*** Supplied records Section Begins ***
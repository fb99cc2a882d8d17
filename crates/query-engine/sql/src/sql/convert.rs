//! Convert a SQL AST to a low-level SQL string.

use super::ast::*;
use super::helpers;
use super::string::*;

// Convert to SQL strings

impl SelectList {
    pub fn to_sql(&self, sql: &mut SQL) {
        match self {
            SelectList::SelectList(select_list) => {
                for (index, (col, expr)) in select_list.iter().enumerate() {
                    expr.to_sql(sql);
                    sql.append_syntax(" AS ");
                    col.to_sql(sql);
                    if index < (select_list.len() - 1) {
                        sql.append_syntax(", ");
                    }
                }
            }
            SelectList::SelectStar => {
                sql.append_syntax("*");
            }
        }
    }
}

impl Select {
    pub fn to_sql(&self, sql: &mut SQL) {
        sql.append_syntax("SELECT ");

        self.select_list.to_sql(sql);

        if let Some(from) = &self.from {
            sql.append_syntax(" ");
            from.to_sql(sql);
        }

        self.where_.to_sql(sql);

        self.order_by.to_sql(sql);

        self.limit.to_sql(sql);
    }
}

impl Insert {
    pub fn to_sql(&self, sql: &mut SQL) {
        sql.append_syntax("INSERT INTO ");
        self.schema.to_sql(sql);
        sql.append_syntax(".");
        self.table.to_sql(sql);

        if self.columns.is_empty() {
            sql.append_syntax(" DEFAULT VALUES");
            return;
        }

        sql.append_syntax(" (");
        for (index, column) in self.columns.iter().enumerate() {
            column.to_sql(sql);
            if index < (self.columns.len() - 1) {
                sql.append_syntax(", ");
            }
        }
        sql.append_syntax(") VALUES (");
        for (index, value) in self.values.iter().enumerate() {
            value.to_sql(sql);
            if index < (self.values.len() - 1) {
                sql.append_syntax(", ");
            }
        }
        sql.append_syntax(")");
    }
}

impl Update {
    pub fn to_sql(&self, sql: &mut SQL) {
        sql.append_syntax("UPDATE ");
        self.schema.to_sql(sql);
        sql.append_syntax(".");
        self.table.to_sql(sql);
        sql.append_syntax(" SET ");
        for (index, (column, value)) in self.set.iter().enumerate() {
            column.to_sql(sql);
            sql.append_syntax(" = ");
            value.to_sql(sql);
            if index < (self.set.len() - 1) {
                sql.append_syntax(", ");
            }
        }
        self.where_.to_sql(sql);
    }
}

impl Delete {
    pub fn to_sql(&self, sql: &mut SQL) {
        sql.append_syntax("DELETE FROM ");
        self.schema.to_sql(sql);
        sql.append_syntax(".");
        self.table.to_sql(sql);
        self.where_.to_sql(sql);
    }
}

impl From {
    pub fn to_sql(&self, sql: &mut SQL) {
        sql.append_syntax("FROM ");
        match &self {
            From::Table { reference, alias } => {
                reference.to_sql(sql);
                sql.append_syntax(" AS ");
                alias.to_sql(sql);
            }
            From::Select { select, alias } => {
                sql.append_syntax("(");
                select.to_sql(sql);
                sql.append_syntax(")");
                sql.append_syntax(" AS ");
                alias.to_sql(sql);
            }
            From::RawSql { sql: raw, alias } => {
                sql.append_syntax("(");
                sql.append_syntax(raw);
                sql.append_syntax(")");
                sql.append_syntax(" AS ");
                alias.to_sql(sql);
            }
        }
    }
}

impl Where {
    pub fn to_sql(&self, sql: &mut SQL) {
        let Where(expression) = self;
        if *expression != helpers::true_expr() {
            sql.append_syntax(" WHERE ");
            expression.to_sql(sql);
        }
    }
}

// scalars
impl Expression {
    pub fn to_sql(&self, sql: &mut SQL) {
        match &self {
            Expression::ColumnReference(column_reference) => column_reference.to_sql(sql),
            Expression::Value(value) => value.to_sql(sql),
            Expression::And { left, right } => {
                sql.append_syntax("(");
                left.to_sql(sql);
                sql.append_syntax(" AND ");
                right.to_sql(sql);
                sql.append_syntax(")");
            }
            Expression::Or { left, right } => {
                sql.append_syntax("(");
                left.to_sql(sql);
                sql.append_syntax(" OR ");
                right.to_sql(sql);
                sql.append_syntax(")");
            }
            Expression::Not(expr) => {
                sql.append_syntax("NOT ");
                expr.to_sql(sql);
            }
            Expression::BinaryOperation {
                left,
                operator,
                right,
            } => {
                sql.append_syntax("(");
                left.to_sql(sql);
                operator.to_sql(sql);
                right.to_sql(sql);
                sql.append_syntax(")");
            }
            Expression::Like {
                expression,
                pattern,
                escape,
            } => {
                sql.append_syntax("(");
                expression.to_sql(sql);
                sql.append_syntax(" LIKE ");
                pattern.to_sql(sql);
                sql.append_syntax(" ESCAPE '");
                sql.append_syntax(&escape.to_string().replace('\'', "''"));
                sql.append_syntax("')");
            }
            Expression::UnaryOperation {
                expression,
                operator,
            } => {
                sql.append_syntax("(");
                expression.to_sql(sql);
                operator.to_sql(sql);
                sql.append_syntax(")");
            }
            Expression::Count(count_type) => {
                sql.append_syntax("COUNT");
                sql.append_syntax("(");
                count_type.to_sql(sql);
                sql.append_syntax(")");
            }
            Expression::NextKey(column) => {
                sql.append_syntax("COALESCE(MAX(");
                column.to_sql(sql);
                sql.append_syntax("), 0) + 1");
            }
        }
    }
}

impl UnaryOperator {
    pub fn to_sql(&self, sql: &mut SQL) {
        match self {
            UnaryOperator::IsNull => sql.append_syntax(" IS NULL"),
        }
    }
}

impl BinaryOperator {
    pub fn to_sql(&self, sql: &mut SQL) {
        match self {
            BinaryOperator::Equals => sql.append_syntax(" = "),
            BinaryOperator::NotEquals => sql.append_syntax(" <> "),
            BinaryOperator::GreaterThan => sql.append_syntax(" > "),
            BinaryOperator::GreaterThanOrEqualTo => sql.append_syntax(" >= "),
            BinaryOperator::LessThan => sql.append_syntax(" < "),
            BinaryOperator::LessThanOrEqualTo => sql.append_syntax(" <= "),
        }
    }
}

impl CountType {
    pub fn to_sql(&self, sql: &mut SQL) {
        match self {
            CountType::Star => sql.append_syntax("*"),
            CountType::Simple(column) => column.to_sql(sql),
        }
    }
}

impl Value {
    pub fn to_sql(&self, sql: &mut SQL) {
        match &self {
            Value::Int8(i) => sql.append_syntax(format!("{i}").as_str()),
            Value::String(s) => sql.append_param(Param::String(s.clone())),
            Value::JsonValue(v) => sql.append_param(Param::Value(v.clone())),
            Value::Bool(true) => sql.append_syntax("true"),
            Value::Bool(false) => sql.append_syntax("false"),
            Value::Null => sql.append_syntax("NULL"),
        }
    }
}

impl Limit {
    pub fn to_sql(&self, sql: &mut SQL) {
        match (self.limit, self.offset) {
            (None, None) => (),
            (Some(limit), None) => {
                sql.append_syntax(" LIMIT ");
                sql.append_syntax(format!("{limit}").as_str());
            }
            (limit, Some(offset)) => {
                // sqlite only accepts OFFSET after a LIMIT; -1 means no limit
                sql.append_syntax(" LIMIT ");
                match limit {
                    None => sql.append_syntax("-1"),
                    Some(limit) => sql.append_syntax(format!("{limit}").as_str()),
                }
                sql.append_syntax(" OFFSET ");
                sql.append_syntax(format!("{offset}").as_str());
            }
        }
    }
}

// names
impl SchemaName {
    pub fn to_sql(&self, sql: &mut SQL) {
        sql.append_identifier(&self.0);
    }
}

impl TableName {
    pub fn to_sql(&self, sql: &mut SQL) {
        sql.append_identifier(&self.0);
    }
}

impl TableReference {
    pub fn to_sql(&self, sql: &mut SQL) {
        match self {
            TableReference::DBTable { schema, table } => {
                schema.to_sql(sql);
                sql.append_syntax(".");
                table.to_sql(sql);
            }
            TableReference::AliasedTable(alias) => alias.to_sql(sql),
        };
    }
}

impl TableAlias {
    pub fn to_sql(&self, sql: &mut SQL) {
        sql.append_identifier(&self.name);
    }
}

impl ColumnName {
    pub fn to_sql(&self, sql: &mut SQL) {
        sql.append_identifier(&self.0);
    }
}

impl ColumnReference {
    pub fn to_sql(&self, sql: &mut SQL) {
        match self {
            ColumnReference::TableColumn { table, name } => {
                table.to_sql(sql);
                sql.append_syntax(".");
                name.to_sql(sql);
            }
            ColumnReference::Column(name) => name.to_sql(sql),
        };
    }
}

impl ColumnAlias {
    pub fn to_sql(&self, sql: &mut SQL) {
        sql.append_identifier(&self.name);
    }
}

impl OrderBy {
    pub fn to_sql(&self, sql: &mut SQL) {
        if !self.elements.is_empty() {
            sql.append_syntax(" ORDER BY ");
            for (index, order_by_item) in self.elements.iter().enumerate() {
                order_by_item.to_sql(sql);
                if index < (self.elements.len() - 1) {
                    sql.append_syntax(", ");
                }
            }
        }
    }
}

impl OrderByElement {
    pub fn to_sql(&self, sql: &mut SQL) {
        self.target.to_sql(sql);
        self.direction.to_sql(sql);
    }
}

impl OrderByDirection {
    pub fn to_sql(&self, sql: &mut SQL) {
        match self {
            OrderByDirection::Asc => sql.append_syntax(" ASC"),
            OrderByDirection::Desc => sql.append_syntax(" DESC"),
        }
    }
}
*** Supplied records Section Ends ***
[The task] The string "TableReference" appears on some lines of the data above; report how many such lines there are, as a bare number.

[Reply] 3